(Items from a data source)
□ □ □

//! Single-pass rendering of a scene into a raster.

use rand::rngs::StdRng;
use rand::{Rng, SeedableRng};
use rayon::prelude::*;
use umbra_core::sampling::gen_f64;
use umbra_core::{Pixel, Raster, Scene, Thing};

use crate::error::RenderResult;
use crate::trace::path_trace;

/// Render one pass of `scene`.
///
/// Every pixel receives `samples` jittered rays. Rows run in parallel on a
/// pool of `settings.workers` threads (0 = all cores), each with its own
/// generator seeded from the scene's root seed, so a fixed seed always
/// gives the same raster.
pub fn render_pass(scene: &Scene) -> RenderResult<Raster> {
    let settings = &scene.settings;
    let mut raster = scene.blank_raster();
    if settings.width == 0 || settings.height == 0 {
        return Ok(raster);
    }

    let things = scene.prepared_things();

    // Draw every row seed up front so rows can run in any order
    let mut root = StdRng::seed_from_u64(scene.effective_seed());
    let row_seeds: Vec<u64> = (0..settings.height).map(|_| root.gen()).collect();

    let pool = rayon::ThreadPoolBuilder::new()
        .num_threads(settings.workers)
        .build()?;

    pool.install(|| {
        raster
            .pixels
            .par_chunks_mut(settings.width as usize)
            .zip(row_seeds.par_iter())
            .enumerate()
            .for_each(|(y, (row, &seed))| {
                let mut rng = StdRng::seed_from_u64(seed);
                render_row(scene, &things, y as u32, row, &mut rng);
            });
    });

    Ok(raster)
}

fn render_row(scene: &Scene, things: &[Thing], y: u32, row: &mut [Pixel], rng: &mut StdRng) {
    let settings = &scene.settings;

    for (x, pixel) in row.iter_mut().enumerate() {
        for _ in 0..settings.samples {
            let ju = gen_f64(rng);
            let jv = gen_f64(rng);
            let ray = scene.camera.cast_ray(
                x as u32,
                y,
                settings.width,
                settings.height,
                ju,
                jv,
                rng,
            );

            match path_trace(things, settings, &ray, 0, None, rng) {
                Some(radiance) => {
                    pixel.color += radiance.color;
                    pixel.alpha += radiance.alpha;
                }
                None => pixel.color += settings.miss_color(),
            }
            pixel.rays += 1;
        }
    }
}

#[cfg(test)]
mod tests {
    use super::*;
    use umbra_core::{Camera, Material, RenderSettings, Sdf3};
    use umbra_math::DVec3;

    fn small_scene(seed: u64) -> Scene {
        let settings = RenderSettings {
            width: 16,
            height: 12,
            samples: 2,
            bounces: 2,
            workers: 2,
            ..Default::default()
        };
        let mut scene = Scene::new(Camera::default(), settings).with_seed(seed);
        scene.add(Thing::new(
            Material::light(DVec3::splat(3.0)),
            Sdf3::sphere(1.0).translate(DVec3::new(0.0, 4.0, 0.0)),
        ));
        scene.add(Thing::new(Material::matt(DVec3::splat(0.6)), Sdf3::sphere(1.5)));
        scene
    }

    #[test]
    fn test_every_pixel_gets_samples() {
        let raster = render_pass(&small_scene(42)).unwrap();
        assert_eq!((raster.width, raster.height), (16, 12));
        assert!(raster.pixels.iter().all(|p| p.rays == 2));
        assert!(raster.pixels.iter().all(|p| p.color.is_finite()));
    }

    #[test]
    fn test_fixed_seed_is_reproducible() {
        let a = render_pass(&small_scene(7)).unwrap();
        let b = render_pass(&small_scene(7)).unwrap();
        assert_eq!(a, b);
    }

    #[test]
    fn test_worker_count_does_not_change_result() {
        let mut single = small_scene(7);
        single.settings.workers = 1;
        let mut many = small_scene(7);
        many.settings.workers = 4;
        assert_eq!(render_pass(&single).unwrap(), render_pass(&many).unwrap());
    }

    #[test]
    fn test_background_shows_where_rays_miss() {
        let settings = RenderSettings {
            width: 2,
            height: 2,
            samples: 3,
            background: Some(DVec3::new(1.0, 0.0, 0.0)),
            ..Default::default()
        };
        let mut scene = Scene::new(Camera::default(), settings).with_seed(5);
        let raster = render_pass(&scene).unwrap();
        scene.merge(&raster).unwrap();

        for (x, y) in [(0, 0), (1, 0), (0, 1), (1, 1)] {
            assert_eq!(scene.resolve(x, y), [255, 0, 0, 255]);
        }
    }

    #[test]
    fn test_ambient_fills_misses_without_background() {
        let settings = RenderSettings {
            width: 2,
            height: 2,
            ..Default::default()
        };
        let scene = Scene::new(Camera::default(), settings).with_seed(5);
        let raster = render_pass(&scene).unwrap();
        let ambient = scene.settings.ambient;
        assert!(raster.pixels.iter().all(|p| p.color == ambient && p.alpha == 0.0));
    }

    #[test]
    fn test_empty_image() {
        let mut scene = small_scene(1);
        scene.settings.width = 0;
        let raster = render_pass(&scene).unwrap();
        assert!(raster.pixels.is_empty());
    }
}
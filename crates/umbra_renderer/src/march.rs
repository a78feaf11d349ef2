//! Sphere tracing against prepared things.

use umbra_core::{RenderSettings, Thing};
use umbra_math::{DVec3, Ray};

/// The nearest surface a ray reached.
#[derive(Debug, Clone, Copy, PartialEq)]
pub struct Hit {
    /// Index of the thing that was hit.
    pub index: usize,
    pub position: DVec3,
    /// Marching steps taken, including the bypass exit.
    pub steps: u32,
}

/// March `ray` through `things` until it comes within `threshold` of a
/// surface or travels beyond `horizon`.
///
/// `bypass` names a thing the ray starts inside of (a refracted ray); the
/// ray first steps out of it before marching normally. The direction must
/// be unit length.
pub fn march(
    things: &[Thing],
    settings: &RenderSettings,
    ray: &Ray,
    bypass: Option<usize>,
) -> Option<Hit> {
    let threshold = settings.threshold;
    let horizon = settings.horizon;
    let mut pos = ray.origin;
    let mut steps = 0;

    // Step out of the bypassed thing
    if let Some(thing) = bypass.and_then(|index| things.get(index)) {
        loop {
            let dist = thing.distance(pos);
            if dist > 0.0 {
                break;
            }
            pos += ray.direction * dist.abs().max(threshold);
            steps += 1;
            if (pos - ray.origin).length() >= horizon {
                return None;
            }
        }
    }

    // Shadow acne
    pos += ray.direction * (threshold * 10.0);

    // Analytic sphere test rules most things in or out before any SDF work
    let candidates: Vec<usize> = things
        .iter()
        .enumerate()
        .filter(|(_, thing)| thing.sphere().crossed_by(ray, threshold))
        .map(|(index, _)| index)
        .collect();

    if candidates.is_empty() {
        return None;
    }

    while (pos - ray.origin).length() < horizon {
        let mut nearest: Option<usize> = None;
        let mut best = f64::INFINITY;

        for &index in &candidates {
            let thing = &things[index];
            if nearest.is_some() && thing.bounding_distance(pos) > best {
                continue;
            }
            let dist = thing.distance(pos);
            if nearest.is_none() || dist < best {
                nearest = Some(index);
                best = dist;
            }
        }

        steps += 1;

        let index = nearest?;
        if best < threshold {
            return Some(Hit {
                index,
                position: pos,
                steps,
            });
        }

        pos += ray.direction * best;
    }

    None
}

□ □ □

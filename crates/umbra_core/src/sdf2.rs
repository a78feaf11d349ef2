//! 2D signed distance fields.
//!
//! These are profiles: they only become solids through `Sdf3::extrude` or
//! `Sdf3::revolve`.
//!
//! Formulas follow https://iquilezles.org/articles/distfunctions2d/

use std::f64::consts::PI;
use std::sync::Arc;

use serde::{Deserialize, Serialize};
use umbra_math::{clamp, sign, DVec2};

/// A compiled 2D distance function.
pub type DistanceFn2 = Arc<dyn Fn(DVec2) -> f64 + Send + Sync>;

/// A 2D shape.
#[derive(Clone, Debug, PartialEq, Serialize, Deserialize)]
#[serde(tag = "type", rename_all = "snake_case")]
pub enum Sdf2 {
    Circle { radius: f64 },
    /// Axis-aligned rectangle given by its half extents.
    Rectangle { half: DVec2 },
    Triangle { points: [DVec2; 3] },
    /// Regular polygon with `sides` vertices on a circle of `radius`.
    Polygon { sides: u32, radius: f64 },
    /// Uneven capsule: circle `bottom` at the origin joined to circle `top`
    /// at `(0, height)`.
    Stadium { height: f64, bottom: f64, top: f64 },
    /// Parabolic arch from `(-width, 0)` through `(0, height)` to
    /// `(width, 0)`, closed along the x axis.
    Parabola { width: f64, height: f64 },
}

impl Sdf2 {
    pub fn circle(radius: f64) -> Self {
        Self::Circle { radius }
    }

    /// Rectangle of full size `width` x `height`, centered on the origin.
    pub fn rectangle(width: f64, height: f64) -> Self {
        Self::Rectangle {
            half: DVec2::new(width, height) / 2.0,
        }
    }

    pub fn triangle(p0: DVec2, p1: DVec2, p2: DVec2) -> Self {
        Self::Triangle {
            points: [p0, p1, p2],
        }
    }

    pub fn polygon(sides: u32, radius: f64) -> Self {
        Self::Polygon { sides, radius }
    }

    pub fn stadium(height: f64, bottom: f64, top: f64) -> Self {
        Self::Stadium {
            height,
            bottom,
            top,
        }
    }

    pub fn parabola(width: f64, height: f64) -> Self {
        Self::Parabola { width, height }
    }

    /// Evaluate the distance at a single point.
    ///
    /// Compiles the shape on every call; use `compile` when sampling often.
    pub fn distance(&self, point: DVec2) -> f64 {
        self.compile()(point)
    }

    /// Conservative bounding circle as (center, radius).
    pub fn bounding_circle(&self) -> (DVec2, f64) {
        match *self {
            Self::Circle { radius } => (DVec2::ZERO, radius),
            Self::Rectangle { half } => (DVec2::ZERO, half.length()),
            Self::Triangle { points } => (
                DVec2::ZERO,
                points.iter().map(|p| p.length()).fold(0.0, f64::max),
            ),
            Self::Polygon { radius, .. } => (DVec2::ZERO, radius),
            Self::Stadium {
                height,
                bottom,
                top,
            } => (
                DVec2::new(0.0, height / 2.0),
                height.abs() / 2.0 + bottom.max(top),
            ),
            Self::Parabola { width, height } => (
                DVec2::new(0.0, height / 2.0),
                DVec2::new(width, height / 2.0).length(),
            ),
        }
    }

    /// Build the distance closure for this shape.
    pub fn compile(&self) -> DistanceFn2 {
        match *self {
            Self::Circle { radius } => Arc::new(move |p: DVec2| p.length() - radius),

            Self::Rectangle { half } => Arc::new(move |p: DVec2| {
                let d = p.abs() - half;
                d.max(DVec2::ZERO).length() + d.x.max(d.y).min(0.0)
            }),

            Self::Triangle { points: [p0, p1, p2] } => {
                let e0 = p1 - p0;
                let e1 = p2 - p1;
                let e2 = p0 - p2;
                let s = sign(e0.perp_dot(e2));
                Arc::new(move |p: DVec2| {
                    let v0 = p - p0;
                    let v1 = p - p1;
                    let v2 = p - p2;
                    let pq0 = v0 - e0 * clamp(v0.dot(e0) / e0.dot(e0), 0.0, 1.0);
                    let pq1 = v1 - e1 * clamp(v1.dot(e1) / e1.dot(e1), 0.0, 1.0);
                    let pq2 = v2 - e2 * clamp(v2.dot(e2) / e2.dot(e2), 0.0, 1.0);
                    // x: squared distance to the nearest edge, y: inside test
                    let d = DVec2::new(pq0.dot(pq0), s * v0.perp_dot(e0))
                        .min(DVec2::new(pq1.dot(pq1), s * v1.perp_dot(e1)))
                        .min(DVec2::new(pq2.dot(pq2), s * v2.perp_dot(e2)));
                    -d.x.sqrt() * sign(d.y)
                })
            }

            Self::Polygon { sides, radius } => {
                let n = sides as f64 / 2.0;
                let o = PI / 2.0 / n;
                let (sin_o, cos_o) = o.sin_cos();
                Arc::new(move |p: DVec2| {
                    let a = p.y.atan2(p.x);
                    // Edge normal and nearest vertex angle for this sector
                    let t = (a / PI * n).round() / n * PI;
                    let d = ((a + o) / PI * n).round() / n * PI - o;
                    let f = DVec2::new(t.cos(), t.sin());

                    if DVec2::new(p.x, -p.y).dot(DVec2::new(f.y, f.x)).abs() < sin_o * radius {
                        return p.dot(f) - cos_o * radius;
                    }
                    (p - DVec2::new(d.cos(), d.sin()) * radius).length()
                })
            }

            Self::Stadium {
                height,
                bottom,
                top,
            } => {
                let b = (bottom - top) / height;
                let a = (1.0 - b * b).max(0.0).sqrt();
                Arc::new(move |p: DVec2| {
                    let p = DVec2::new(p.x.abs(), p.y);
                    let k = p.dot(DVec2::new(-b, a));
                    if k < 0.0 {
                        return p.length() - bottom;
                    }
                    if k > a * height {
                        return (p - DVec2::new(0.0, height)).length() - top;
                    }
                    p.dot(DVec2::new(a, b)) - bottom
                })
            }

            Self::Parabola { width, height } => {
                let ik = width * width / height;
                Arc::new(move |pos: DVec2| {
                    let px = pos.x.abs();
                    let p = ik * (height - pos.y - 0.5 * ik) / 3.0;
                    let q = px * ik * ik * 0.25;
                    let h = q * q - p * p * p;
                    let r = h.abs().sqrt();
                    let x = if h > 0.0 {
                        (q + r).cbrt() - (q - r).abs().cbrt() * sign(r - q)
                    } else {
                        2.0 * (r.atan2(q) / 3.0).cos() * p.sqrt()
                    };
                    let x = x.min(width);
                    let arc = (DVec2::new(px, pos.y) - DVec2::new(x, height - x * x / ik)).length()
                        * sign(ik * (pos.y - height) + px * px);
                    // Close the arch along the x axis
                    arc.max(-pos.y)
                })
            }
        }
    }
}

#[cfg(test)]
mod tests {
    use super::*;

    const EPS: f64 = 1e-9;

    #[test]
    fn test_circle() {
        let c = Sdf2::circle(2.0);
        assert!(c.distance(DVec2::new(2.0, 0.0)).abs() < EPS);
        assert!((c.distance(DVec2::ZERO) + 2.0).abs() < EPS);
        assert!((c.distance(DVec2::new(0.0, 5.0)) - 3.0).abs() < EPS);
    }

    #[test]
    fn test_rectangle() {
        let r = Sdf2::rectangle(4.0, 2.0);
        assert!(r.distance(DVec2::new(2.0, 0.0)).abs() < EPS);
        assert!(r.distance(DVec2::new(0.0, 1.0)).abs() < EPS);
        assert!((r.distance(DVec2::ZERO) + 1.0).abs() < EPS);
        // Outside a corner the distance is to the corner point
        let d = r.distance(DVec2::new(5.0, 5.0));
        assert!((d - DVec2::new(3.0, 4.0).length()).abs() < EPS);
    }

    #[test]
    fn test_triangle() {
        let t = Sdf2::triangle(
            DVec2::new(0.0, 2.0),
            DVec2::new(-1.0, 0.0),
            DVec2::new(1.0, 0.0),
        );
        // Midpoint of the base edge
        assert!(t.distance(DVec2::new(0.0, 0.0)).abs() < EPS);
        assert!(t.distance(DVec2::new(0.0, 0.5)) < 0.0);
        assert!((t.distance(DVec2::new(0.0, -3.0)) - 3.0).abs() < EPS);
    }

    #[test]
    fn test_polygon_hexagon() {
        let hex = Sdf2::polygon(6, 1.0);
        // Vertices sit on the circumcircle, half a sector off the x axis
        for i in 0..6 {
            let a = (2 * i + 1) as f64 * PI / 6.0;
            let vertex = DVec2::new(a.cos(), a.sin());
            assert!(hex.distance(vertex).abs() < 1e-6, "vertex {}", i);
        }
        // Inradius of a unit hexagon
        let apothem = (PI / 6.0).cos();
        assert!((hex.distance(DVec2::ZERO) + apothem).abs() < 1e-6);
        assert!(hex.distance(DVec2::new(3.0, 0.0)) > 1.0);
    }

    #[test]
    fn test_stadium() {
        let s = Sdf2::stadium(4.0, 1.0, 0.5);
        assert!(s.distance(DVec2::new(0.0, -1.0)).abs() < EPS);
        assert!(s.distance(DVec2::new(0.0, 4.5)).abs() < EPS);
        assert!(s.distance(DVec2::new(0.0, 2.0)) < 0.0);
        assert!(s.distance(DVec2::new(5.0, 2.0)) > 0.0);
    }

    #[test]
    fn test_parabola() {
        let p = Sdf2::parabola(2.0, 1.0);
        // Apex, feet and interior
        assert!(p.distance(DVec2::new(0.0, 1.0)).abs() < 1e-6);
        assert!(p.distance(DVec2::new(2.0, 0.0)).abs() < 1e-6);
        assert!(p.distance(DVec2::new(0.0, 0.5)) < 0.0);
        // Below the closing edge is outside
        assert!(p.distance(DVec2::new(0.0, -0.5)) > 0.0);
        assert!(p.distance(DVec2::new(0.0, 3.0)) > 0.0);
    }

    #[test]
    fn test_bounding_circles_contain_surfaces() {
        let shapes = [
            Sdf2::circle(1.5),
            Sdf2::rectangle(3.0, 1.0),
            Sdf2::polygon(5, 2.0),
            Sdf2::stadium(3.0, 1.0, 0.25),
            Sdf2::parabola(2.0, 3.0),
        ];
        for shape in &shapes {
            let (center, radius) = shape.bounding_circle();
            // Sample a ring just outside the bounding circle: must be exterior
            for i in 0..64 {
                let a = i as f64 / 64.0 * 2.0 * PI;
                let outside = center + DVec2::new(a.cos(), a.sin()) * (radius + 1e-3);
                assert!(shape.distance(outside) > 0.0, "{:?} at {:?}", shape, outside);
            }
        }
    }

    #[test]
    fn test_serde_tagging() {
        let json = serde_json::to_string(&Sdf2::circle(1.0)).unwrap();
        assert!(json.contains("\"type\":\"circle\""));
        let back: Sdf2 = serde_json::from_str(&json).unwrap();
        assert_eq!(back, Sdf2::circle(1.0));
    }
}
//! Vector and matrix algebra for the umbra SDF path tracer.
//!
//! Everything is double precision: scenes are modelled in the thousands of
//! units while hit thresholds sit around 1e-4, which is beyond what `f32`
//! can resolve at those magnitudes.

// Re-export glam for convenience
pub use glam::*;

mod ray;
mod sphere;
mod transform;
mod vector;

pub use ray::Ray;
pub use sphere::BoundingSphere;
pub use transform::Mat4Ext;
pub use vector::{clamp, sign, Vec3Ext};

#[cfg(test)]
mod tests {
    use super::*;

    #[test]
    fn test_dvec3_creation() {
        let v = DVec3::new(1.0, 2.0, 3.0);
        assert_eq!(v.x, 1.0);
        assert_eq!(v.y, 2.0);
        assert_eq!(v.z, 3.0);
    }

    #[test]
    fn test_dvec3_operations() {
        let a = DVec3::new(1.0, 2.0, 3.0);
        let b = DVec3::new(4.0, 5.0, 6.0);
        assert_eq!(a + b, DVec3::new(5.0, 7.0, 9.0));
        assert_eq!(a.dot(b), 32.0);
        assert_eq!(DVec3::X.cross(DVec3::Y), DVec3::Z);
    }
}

□ □ □

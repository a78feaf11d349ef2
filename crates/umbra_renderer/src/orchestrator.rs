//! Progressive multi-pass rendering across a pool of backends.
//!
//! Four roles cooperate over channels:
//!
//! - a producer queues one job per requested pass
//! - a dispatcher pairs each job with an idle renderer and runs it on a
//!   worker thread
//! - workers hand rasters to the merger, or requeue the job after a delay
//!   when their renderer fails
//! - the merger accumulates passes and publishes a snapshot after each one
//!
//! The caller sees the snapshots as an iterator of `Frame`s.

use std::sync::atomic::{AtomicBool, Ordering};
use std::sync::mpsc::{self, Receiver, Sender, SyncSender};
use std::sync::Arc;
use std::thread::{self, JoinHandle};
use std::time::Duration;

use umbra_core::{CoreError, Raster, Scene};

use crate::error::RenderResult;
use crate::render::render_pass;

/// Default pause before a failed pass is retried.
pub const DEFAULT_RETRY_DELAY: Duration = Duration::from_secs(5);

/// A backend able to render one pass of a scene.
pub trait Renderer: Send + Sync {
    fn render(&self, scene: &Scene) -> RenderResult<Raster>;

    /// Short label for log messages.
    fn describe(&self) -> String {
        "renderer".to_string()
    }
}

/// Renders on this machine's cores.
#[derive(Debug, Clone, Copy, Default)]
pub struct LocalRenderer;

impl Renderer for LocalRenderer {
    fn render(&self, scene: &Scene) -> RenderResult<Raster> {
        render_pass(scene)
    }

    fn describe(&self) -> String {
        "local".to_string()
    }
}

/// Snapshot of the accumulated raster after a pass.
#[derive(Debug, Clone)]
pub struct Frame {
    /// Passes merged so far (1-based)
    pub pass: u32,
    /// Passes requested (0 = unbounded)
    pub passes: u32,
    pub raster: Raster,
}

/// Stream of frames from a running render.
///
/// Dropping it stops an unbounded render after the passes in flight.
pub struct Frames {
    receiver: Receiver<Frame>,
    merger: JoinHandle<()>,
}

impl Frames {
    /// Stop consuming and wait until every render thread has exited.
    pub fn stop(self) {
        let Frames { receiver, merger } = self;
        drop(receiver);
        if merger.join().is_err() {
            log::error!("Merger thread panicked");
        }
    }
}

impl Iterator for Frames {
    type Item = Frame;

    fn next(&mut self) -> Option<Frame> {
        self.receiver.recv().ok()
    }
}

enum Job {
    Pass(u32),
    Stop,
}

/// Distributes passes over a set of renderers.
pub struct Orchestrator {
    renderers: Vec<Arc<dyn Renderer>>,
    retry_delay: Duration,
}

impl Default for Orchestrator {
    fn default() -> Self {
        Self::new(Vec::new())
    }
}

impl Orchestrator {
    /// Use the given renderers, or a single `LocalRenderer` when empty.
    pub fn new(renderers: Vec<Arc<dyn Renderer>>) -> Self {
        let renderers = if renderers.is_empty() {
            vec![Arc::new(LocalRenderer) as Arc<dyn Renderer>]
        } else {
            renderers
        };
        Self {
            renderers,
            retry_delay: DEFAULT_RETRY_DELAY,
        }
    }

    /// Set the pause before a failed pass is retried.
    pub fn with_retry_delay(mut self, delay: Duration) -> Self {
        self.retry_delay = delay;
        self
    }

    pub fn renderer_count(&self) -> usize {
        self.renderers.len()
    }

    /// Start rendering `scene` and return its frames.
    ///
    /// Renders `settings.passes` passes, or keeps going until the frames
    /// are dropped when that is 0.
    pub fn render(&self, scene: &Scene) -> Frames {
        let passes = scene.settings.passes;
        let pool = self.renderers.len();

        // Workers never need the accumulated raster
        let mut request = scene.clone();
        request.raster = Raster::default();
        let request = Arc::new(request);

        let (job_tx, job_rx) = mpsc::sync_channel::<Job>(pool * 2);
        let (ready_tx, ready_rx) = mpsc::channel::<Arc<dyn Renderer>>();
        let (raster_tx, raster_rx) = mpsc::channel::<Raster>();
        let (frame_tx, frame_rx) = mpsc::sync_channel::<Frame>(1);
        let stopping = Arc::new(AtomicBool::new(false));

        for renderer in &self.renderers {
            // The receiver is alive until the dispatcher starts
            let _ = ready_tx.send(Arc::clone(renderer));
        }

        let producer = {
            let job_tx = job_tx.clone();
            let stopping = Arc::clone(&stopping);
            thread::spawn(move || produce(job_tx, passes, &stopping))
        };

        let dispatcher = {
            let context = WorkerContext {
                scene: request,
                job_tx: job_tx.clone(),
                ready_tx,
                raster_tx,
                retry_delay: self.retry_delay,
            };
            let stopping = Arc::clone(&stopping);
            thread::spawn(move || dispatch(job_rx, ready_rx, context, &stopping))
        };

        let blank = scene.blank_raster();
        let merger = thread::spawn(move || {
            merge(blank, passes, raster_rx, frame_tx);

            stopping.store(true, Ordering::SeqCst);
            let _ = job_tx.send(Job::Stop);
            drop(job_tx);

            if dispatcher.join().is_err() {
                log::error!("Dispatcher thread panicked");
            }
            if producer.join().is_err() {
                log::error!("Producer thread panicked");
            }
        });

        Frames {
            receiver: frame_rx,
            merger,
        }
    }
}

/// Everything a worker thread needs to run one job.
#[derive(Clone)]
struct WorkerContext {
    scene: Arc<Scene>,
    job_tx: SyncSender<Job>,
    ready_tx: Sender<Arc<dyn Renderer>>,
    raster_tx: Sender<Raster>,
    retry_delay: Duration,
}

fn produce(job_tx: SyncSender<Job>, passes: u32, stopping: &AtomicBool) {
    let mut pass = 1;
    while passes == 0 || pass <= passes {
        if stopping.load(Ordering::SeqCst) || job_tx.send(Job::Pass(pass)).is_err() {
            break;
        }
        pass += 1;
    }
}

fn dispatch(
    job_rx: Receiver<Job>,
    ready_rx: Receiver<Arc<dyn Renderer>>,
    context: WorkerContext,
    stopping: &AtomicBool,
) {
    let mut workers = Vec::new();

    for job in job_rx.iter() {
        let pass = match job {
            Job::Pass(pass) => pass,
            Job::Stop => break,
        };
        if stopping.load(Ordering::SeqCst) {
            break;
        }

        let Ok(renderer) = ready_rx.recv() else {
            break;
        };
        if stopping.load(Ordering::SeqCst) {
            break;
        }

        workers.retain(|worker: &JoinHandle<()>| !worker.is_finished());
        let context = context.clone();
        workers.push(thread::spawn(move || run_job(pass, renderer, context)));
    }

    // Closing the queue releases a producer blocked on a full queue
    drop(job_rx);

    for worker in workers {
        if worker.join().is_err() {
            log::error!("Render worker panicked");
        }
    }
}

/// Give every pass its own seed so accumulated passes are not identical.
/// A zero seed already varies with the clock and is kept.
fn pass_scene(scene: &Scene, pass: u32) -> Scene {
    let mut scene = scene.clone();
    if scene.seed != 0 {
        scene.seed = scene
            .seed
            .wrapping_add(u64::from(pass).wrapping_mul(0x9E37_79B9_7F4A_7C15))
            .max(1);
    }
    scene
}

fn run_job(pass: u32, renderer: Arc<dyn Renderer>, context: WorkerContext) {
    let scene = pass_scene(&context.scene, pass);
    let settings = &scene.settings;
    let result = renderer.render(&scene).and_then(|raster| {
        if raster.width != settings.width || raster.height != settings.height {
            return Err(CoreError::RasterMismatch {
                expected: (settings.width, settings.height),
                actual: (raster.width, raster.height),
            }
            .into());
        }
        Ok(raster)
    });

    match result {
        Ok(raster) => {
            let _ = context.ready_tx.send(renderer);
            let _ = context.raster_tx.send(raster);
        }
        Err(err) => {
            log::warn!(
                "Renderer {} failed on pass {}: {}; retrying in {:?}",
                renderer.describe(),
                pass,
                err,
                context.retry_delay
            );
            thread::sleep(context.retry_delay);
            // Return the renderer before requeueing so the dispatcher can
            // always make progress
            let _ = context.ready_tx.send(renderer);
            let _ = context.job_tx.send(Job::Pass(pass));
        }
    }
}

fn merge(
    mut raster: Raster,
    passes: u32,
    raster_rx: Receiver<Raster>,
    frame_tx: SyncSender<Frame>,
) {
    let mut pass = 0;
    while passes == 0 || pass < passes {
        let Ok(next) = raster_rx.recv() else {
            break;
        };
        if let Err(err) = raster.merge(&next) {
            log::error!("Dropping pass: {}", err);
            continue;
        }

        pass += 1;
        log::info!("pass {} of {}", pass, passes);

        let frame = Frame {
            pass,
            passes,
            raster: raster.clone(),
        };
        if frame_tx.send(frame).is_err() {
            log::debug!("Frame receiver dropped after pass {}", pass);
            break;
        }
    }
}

□ □ □

Exercise goal | Can you repeat, word for word, every line above from the one containing "until it comes" down to the one containing "let mut best = f64::INFINITY;", including both?

Answer to this task |
/// March `ray` through `things` until it comes within `threshold` of a
/// surface or travels beyond `horizon`.
///
/// `bypass` names a thing the ray starts inside of (a refracted ray); the
/// ray first steps out of it before marching normally. The direction must
/// be unit length.
pub fn march(
    things: &[Thing],
    settings: &RenderSettings,
    ray: &Ray,
    bypass: Option<usize>,
) -> Option<Hit> {
    let threshold = settings.threshold;
    let horizon = settings.horizon;
    let mut pos = ray.origin;
    let mut steps = 0;

    // Step out of the bypassed thing
    if let Some(thing) = bypass.and_then(|index| things.get(index)) {
        loop {
            let dist = thing.distance(pos);
            if dist > 0.0 {
                break;
            }
            pos += ray.direction * dist.abs().max(threshold);
            steps += 1;
            if (pos - ray.origin).length() >= horizon {
                return None;
            }
        }
    }

    // Shadow acne
    pos += ray.direction * (threshold * 10.0);

    // Analytic sphere test rules most things in or out before any SDF work
    let candidates: Vec<usize> = things
        .iter()
        .enumerate()
        .filter(|(_, thing)| thing.sphere().crossed_by(ray, threshold))
        .map(|(index, _)| index)
        .collect();

    if candidates.is_empty() {
        return None;
    }

    while (pos - ray.origin).length() < horizon {
        let mut nearest: Option<usize> = None;
        let mut best = f64::INFINITY;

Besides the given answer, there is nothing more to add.